_Problem requirements_:
Restate verbatim the span of lines below between the line with "with no favorites." and the line with "type Id = UserId;", including those two lines, and only that span.

╭──

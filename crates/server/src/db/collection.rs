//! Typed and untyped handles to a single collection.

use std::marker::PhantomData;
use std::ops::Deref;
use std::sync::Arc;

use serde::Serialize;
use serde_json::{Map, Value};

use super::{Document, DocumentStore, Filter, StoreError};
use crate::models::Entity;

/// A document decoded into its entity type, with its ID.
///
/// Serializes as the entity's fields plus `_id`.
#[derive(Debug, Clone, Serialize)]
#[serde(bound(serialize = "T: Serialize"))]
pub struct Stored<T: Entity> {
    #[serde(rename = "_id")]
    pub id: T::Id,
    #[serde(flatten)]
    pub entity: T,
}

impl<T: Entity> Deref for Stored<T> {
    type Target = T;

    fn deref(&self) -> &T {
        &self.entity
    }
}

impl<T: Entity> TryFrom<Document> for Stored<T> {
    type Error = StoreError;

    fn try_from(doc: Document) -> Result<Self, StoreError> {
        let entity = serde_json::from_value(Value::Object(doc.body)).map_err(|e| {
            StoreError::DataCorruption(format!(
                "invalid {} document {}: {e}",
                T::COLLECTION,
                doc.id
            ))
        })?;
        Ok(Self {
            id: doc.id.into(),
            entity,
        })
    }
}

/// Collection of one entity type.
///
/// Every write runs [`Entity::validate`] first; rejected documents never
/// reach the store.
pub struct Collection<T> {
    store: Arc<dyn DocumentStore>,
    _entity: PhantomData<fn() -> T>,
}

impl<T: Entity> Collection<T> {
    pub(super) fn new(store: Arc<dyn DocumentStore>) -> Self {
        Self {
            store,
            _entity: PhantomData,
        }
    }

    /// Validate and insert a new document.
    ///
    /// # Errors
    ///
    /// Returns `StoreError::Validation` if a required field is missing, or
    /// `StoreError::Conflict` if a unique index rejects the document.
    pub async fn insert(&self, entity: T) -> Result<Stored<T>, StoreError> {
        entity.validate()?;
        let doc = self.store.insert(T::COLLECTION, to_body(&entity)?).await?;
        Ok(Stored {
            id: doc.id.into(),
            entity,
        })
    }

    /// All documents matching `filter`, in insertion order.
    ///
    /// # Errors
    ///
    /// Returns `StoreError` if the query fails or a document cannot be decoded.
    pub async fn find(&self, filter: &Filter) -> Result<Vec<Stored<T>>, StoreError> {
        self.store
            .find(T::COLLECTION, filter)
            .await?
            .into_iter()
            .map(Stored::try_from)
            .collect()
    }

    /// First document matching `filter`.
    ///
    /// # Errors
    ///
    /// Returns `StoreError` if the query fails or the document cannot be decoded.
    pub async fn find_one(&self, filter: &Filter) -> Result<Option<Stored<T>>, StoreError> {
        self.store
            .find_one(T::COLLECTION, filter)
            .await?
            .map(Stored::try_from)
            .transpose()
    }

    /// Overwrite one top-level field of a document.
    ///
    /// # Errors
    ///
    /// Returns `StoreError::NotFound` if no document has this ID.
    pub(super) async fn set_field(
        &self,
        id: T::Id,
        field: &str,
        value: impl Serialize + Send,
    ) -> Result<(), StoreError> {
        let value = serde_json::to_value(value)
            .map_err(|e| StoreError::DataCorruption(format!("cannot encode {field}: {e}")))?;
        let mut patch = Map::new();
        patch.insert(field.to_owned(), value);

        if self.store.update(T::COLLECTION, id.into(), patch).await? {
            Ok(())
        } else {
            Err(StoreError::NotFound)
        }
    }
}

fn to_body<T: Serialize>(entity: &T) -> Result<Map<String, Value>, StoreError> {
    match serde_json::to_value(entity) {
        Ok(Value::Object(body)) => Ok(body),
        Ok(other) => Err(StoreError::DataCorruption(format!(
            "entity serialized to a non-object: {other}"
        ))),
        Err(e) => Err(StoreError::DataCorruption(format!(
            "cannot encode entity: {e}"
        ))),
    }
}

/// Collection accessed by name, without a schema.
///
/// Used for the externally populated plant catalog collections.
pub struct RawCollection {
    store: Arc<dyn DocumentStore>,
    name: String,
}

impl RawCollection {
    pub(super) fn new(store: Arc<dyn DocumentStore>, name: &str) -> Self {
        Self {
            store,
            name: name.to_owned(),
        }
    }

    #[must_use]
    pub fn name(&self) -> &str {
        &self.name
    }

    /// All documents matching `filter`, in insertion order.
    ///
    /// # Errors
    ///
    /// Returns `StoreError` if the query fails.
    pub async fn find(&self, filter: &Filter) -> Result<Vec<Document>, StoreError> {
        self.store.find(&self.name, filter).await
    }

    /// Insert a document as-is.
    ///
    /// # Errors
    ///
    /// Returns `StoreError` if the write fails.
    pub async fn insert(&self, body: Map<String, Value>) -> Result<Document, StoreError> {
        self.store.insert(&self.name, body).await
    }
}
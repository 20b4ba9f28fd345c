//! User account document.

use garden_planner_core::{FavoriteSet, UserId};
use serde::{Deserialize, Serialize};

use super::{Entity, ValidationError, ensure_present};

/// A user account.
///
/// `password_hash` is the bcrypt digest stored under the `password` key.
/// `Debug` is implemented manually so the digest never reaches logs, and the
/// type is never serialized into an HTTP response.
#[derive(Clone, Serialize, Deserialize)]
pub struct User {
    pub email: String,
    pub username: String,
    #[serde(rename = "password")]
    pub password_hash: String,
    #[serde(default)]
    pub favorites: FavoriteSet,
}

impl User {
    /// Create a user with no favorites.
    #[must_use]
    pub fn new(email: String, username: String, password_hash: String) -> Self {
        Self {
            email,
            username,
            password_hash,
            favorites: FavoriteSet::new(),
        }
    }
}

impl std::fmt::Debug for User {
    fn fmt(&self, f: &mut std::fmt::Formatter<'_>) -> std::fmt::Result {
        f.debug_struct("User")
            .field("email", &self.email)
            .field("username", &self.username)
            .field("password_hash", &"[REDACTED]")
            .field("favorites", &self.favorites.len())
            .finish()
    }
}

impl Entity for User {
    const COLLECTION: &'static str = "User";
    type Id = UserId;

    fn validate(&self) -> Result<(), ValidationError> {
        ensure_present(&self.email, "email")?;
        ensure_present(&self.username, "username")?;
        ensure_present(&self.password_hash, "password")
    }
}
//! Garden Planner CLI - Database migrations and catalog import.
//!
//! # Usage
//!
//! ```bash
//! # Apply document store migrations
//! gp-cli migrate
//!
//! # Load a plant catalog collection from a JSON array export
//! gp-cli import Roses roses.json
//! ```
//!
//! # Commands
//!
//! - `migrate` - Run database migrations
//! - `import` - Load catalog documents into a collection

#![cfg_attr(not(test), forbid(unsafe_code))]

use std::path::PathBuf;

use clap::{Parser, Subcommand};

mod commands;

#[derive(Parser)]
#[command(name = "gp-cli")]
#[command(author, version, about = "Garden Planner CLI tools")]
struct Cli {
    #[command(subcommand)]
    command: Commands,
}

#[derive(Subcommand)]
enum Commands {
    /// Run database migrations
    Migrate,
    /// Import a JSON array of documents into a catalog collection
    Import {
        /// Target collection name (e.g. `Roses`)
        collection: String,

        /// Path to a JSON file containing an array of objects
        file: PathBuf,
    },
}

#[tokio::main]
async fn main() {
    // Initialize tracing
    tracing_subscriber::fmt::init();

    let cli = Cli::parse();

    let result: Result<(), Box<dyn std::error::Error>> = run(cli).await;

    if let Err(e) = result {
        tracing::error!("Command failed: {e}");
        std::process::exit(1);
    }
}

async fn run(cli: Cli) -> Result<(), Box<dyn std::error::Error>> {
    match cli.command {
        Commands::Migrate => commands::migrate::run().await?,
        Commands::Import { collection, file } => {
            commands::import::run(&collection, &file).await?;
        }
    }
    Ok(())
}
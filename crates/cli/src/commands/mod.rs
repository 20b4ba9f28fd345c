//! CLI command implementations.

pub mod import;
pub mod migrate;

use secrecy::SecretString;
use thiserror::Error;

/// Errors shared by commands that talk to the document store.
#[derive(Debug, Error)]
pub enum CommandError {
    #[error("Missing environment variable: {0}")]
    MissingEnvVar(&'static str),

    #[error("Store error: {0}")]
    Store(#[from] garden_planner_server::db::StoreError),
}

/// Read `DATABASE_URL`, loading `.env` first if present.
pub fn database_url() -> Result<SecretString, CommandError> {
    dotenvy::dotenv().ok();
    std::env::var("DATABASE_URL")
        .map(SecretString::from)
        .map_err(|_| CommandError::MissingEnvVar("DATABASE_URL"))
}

╰──

_Result for this exercise_:
    /// Create a user with no favorites.
    #[must_use]
    pub fn new(email: String, username: String, password_hash: String) -> Self {
        Self {
            email,
            username,
            password_hash,
            favorites: FavoriteSet::new(),
        }
    }
}

impl std::fmt::Debug for User {
    fn fmt(&self, f: &mut std::fmt::Formatter<'_>) -> std::fmt::Result {
        f.debug_struct("User")
            .field("email", &self.email)
            .field("username", &self.username)
            .field("password_hash", &"[REDACTED]")
            .field("favorites", &self.favorites.len())
            .finish()
    }
}

impl Entity for User {
    const COLLECTION: &'static str = "User";
    type Id = UserId;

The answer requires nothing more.